Problem requirements> Go through the entries below and print, exactly, the lines starting at the one with "same session back" and ending at the one with "never earns a", keeping both ends and no others.

Data entries>
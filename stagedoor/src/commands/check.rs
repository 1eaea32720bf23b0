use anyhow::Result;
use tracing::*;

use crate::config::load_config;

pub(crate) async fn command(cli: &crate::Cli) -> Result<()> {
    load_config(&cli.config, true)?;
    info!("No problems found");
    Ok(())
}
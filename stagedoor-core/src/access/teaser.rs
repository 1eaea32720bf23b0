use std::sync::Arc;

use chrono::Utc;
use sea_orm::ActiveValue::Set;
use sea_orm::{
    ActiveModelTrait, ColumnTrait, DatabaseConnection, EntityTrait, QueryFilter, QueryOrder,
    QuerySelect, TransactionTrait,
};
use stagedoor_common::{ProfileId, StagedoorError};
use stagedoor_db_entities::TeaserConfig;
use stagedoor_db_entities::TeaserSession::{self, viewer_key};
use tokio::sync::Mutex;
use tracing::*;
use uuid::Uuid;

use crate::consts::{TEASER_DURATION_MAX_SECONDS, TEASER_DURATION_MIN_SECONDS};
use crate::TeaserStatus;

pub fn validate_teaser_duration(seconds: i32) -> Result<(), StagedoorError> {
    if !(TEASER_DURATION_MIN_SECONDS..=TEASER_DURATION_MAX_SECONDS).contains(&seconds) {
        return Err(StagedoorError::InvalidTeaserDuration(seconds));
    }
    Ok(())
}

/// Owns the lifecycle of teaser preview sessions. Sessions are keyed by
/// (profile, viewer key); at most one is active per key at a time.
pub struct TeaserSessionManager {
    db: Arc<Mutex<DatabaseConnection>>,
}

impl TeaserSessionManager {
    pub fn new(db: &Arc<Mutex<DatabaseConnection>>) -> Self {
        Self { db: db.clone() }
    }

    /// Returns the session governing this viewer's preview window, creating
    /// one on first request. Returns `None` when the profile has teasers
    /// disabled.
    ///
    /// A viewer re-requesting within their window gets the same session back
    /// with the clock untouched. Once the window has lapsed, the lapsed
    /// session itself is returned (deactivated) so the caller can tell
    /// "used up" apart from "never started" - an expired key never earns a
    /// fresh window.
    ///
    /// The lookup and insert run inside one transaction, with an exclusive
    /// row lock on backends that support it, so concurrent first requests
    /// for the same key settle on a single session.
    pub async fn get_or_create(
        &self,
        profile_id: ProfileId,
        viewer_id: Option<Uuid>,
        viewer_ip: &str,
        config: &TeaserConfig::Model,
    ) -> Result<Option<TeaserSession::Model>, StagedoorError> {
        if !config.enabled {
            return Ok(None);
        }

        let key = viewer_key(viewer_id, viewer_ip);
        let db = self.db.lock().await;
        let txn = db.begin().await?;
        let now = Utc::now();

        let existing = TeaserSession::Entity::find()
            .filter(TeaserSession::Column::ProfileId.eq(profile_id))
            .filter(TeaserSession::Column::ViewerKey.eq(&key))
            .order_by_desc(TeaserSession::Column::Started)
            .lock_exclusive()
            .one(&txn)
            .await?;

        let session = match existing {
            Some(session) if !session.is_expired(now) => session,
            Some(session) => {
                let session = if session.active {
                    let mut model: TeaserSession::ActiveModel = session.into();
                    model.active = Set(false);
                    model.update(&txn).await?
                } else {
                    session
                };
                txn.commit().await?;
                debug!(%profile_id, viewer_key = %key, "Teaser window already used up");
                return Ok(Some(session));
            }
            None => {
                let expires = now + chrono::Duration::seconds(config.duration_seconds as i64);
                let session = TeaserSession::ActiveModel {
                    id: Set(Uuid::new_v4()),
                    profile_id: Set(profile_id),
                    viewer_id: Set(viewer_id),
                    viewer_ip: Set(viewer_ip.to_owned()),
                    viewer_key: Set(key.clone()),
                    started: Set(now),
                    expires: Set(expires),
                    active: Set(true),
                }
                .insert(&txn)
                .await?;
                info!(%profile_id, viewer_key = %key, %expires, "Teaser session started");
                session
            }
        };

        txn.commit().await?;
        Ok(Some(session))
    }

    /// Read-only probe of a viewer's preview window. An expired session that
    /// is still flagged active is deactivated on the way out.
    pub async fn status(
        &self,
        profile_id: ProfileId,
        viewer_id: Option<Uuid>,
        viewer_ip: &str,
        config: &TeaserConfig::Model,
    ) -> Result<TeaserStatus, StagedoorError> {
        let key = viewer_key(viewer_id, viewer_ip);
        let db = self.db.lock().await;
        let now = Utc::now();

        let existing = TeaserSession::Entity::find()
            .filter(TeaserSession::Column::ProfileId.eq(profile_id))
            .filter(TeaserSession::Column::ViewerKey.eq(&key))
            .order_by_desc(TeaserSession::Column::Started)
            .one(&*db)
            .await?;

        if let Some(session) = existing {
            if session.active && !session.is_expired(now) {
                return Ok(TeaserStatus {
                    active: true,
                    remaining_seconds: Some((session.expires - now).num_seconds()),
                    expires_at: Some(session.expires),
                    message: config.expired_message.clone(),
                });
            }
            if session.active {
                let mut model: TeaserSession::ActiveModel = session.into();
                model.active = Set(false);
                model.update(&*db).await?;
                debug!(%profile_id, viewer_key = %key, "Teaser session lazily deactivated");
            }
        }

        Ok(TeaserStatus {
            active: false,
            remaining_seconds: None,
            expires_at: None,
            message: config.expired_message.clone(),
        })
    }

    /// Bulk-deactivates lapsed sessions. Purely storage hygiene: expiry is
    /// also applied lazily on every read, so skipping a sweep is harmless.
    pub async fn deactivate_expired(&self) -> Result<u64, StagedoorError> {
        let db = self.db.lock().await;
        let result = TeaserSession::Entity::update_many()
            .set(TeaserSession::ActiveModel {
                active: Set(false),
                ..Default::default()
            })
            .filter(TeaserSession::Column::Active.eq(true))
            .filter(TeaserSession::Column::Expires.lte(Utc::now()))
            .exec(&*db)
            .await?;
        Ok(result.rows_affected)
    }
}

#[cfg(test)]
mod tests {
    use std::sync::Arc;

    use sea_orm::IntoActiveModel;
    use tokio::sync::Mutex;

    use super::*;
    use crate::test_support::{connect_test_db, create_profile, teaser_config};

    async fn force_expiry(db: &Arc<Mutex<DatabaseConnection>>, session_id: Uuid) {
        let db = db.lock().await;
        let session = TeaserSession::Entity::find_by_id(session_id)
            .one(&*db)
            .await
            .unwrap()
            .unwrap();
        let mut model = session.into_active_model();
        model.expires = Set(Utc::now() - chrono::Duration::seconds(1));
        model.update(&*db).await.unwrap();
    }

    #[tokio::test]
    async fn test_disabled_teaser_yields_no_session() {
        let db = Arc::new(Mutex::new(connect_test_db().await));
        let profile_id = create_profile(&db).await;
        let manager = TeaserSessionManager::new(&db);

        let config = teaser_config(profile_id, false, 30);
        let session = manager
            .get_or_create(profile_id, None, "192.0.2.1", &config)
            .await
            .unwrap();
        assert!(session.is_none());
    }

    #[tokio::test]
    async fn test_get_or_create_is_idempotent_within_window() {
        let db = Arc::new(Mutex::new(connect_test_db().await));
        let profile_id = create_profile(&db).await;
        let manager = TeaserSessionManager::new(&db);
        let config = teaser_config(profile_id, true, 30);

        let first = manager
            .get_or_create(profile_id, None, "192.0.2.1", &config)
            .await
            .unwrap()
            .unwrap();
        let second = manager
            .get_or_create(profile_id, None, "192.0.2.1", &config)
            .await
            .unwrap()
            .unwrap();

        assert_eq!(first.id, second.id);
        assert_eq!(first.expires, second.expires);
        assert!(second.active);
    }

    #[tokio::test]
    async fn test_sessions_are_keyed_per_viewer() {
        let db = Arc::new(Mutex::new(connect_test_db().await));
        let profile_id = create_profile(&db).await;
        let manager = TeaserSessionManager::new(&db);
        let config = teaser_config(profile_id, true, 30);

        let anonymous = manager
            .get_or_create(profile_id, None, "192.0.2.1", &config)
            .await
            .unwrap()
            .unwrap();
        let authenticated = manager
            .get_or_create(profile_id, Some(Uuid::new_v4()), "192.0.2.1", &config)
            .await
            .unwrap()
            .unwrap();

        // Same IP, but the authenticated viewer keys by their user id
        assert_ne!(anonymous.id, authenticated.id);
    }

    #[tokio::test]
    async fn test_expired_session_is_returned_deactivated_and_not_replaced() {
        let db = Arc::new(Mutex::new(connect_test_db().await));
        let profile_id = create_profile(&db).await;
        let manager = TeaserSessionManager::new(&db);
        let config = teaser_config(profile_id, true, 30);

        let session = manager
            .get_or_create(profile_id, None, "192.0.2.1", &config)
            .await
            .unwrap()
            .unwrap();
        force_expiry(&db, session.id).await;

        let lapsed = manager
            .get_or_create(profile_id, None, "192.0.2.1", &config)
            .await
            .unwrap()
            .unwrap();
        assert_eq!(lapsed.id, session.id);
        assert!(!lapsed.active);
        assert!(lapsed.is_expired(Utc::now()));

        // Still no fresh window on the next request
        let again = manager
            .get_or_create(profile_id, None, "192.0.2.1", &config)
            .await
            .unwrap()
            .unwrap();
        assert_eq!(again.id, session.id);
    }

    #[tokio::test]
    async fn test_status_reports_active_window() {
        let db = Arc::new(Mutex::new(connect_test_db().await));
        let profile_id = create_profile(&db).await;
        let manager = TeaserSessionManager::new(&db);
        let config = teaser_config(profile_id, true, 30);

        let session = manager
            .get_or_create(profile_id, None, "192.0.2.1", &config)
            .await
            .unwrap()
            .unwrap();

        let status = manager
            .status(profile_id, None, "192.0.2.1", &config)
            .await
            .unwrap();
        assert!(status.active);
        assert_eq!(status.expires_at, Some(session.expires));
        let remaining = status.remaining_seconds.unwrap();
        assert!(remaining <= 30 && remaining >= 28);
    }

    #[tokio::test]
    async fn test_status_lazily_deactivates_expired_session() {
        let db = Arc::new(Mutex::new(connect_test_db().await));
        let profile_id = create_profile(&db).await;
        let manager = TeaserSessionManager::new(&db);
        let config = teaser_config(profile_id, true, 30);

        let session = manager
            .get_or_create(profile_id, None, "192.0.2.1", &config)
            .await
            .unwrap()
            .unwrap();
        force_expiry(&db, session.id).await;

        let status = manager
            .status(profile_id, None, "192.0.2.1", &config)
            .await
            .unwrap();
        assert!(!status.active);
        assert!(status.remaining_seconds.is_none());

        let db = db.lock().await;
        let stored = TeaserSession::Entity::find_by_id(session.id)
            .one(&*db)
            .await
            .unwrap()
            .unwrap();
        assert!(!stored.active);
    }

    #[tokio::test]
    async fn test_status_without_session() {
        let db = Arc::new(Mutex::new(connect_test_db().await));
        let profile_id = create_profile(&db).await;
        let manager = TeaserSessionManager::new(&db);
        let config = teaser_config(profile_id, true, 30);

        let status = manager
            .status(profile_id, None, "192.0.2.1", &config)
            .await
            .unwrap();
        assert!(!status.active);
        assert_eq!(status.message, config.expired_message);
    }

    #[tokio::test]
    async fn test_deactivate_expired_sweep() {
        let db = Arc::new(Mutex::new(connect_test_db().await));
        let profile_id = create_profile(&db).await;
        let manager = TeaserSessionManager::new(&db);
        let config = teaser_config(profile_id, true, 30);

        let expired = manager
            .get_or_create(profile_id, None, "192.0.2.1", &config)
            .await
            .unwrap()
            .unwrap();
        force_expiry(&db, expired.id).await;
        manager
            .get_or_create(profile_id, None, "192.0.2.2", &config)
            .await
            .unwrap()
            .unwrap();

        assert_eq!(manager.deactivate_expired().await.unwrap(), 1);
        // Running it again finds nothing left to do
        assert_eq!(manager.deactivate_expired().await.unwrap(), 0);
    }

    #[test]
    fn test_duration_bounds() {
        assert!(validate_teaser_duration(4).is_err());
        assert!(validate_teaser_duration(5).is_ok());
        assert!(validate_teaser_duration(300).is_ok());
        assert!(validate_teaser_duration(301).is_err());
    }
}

Answer to this problem>
    /// A viewer re-requesting within their window gets the same session back
    /// with the clock untouched. Once the window has lapsed, the lapsed
    /// session itself is returned (deactivated) so the caller can tell
    /// "used up" apart from "never started" - an expired key never earns a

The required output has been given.